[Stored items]
use bytes::Bytes;
use time::{
    Date, Duration, OffsetDateTime, PrimitiveDateTime, Time,
    format_description::{BorrowedFormatItem as I, Component as C, modifier},
};

use crate::{
    encode::{Encode, Encoded},
    postgres::{Oid, PgFormat, PgType, oid},
    row::{Column, Decode, DecodeError},
};

/// 2000-01-01, postgres binary date and timestamp values count from here.
const PG_EPOCH_DATE: Date = match Date::from_julian_day(2_451_545) {
    Ok(ok) => ok,
    Err(_) => panic!("julian day of 2000-01-01 is valid"),
};

const PG_EPOCH: PrimitiveDateTime = PrimitiveDateTime::new(PG_EPOCH_DATE, Time::MIDNIGHT);

enum Raw {
    Binary(Bytes),
    Text(String),
}

fn raw(column: Column, expected: &'static str, oid: Oid) -> Result<Raw, DecodeError> {
    if column.oid() != oid {
        return Err(DecodeError::OidMismatch { expected, found: column.oid() });
    }
    let format = column.format();
    let value = column.try_into_value()?;
    match format {
        PgFormat::Binary => Ok(Raw::Binary(value)),
        PgFormat::Text => Ok(Raw::Text(String::from_utf8(value.to_vec())?)),
    }
}

fn be<const N: usize>(value: &[u8]) -> Result<[u8; N], DecodeError> {
    value.try_into().map_err(|_| DecodeError::Malformed("unexpected date/time length"))
}

const OUT_OF_RANGE: DecodeError = DecodeError::Malformed("date/time out of range");

impl Decode for Date {
    fn decode(column: Column) -> Result<Self, DecodeError> {
        let value = match raw(column, "date", oid::DATE)? {
            Raw::Binary(value) => value,
            Raw::Text(text) => {
                return Date::parse(&text, DATE).map_err(|_| DecodeError::Malformed("invalid date text"));
            }
        };
        let days = i32::from_be_bytes(be(&value)?);
        PG_EPOCH_DATE.checked_add(Duration::days(days.into())).ok_or(OUT_OF_RANGE)
    }
}

impl Decode for PrimitiveDateTime {
    fn decode(column: Column) -> Result<Self, DecodeError> {
        let value = match raw(column, "timestamp", oid::TIMESTAMP)? {
            Raw::Binary(value) => value,
            Raw::Text(text) => {
                return PrimitiveDateTime::parse(&text, TIMESTAMP)
                    .map_err(|_| DecodeError::Malformed("invalid timestamp text"));
            }
        };
        let micros = i64::from_be_bytes(be(&value)?);
        PG_EPOCH.checked_add(Duration::microseconds(micros)).ok_or(OUT_OF_RANGE)
    }
}

impl Decode for OffsetDateTime {
    fn decode(column: Column) -> Result<Self, DecodeError> {
        let value = match raw(column, "timestamptz", oid::TIMESTAMPTZ)? {
            Raw::Binary(value) => value,
            Raw::Text(text) => {
                return OffsetDateTime::parse(&text, TIMESTAMPTZ)
                    .map_err(|_| DecodeError::Malformed("invalid timestamptz text"));
            }
        };
        let micros = i64::from_be_bytes(be(&value)?);
        PG_EPOCH
            .assume_utc()
            .checked_add(Duration::microseconds(micros))
            .ok_or(OUT_OF_RANGE)
    }
}

/// Microseconds since the postgres epoch, saturating at the range of `i64`.
fn micros(since: Duration) -> i64 {
    let micros = since.whole_microseconds();
    i64::try_from(micros).unwrap_or(if micros < 0 { i64::MIN } else { i64::MAX })
}

impl Encode for Date {
    fn encode(self) -> Encoded {
        let days = (self - PG_EPOCH_DATE).whole_days();
        let days = i32::try_from(days).unwrap_or(if days < 0 { i32::MIN } else { i32::MAX });
        Encoded::binary(days.to_be_bytes().to_vec(), <Date as PgType>::OID)
    }
}

impl Encode for PrimitiveDateTime {
    fn encode(self) -> Encoded {
        Encoded::binary(micros(self - PG_EPOCH).to_be_bytes().to_vec(), <Self as PgType>::OID)
    }
}

impl Encode for OffsetDateTime {
    fn encode(self) -> Encoded {
        let since = self - PG_EPOCH.assume_utc();
        Encoded::binary(micros(since).to_be_bytes().to_vec(), <Self as PgType>::OID)
    }
}

const SUBSECOND: I<'static> = I::Compound(&[
    I::Literal(b"."),
    I::Component(C::Subsecond(modifier::Subsecond::default())),
]);

const OFFSET_MINUTE: I<'static> = I::Compound(&[
    I::Literal(b":"),
    I::Component(C::OffsetMinute(modifier::OffsetMinute::default())),
]);

const DATE: &[I<'_>] = &[
    I::Component(C::Year(modifier::Year::default())),
    I::Literal(b"-"),
    I::Component(C::Month(modifier::Month::default())),
    I::Literal(b"-"),
    I::Component(C::Day(modifier::Day::default())),
];

const TIMESTAMP: &[I<'_>] = &[
    I::Compound(DATE),
    I::Literal(b" "),
    I::Component(C::Hour(modifier::Hour::default())),
    I::Literal(b":"),
    I::Component(C::Minute(modifier::Minute::default())),
    I::Literal(b":"),
    I::Component(C::Second(modifier::Second::default())),
    I::Optional(&SUBSECOND),
];

const TIMESTAMPTZ: &[I<'_>] = &[
    I::Compound(TIMESTAMP),
    I::Component(C::OffsetHour(modifier::OffsetHour::default())),
    I::Optional(&OFFSET_MINUTE),
];

#[cfg(test)]
mod test {
    use std::sync::Arc;

    use time::{Month, UtcOffset};

    use super::*;
    use crate::{
        postgres::FieldDescription,
        row::Row,
        types::TypeRegistry,
    };

    fn column(oid: u32, format: PgFormat, value: &[u8]) -> Column {
        let field = FieldDescription {
            name: "t".into(),
            table_oid: 0,
            column_id: 0,
            type_oid: oid,
            type_size: 8,
            type_modifier: -1,
            format,
        };
        let row = Row::new(
            Arc::from([field]),
            vec![Some(Bytes::copy_from_slice(value))],
            Arc::new(TypeRegistry::default()),
        )
        .unwrap();
        row.into_iter().next().unwrap()
    }

    #[test]
    fn binary_epoch_offsets() {
        let date = Date::from_calendar_date(2000, Month::January, 2).unwrap();
        assert_eq!(date.encode().value().unwrap().as_ref(), &1i32.to_be_bytes());

        let col = column(oid::DATE, PgFormat::Binary, &(-1i32).to_be_bytes());
        assert_eq!(col.decode::<Date>().unwrap(), Date::from_calendar_date(1999, Month::December, 31).unwrap());

        let col = column(oid::TIMESTAMP, PgFormat::Binary, &1_500_000i64.to_be_bytes());
        let ts = col.decode::<PrimitiveDateTime>().unwrap();
        assert_eq!(ts, PG_EPOCH + Duration::milliseconds(1500));
        assert_eq!(ts.encode().value().unwrap().as_ref(), &1_500_000i64.to_be_bytes());
    }

    #[test]
    fn text_timestamps() {
        let col = column(oid::TIMESTAMP, PgFormat::Text, b"2024-03-01 10:20:30.25");
        let ts = col.decode::<PrimitiveDateTime>().unwrap();
        assert_eq!(ts.millisecond(), 250);

        let col = column(oid::TIMESTAMPTZ, PgFormat::Text, b"2024-03-01 10:20:30+07");
        let ts = col.decode::<OffsetDateTime>().unwrap();
        assert_eq!(ts.offset(), UtcOffset::from_hms(7, 0, 0).unwrap());

        let col = column(oid::TIMESTAMP, PgFormat::Binary, &i64::MAX.to_be_bytes());
        assert!(col.decode::<PrimitiveDateTime>().is_err());
    }
}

- **Exercise goal**
Look for the string "Compound" in the records, and copy every line where it is found.

- **Solution to this problem**
const SUBSECOND: I<'static> = I::Compound(&[
const OFFSET_MINUTE: I<'static> = I::Compound(&[
    I::Compound(DATE),
    I::Compound(TIMESTAMP),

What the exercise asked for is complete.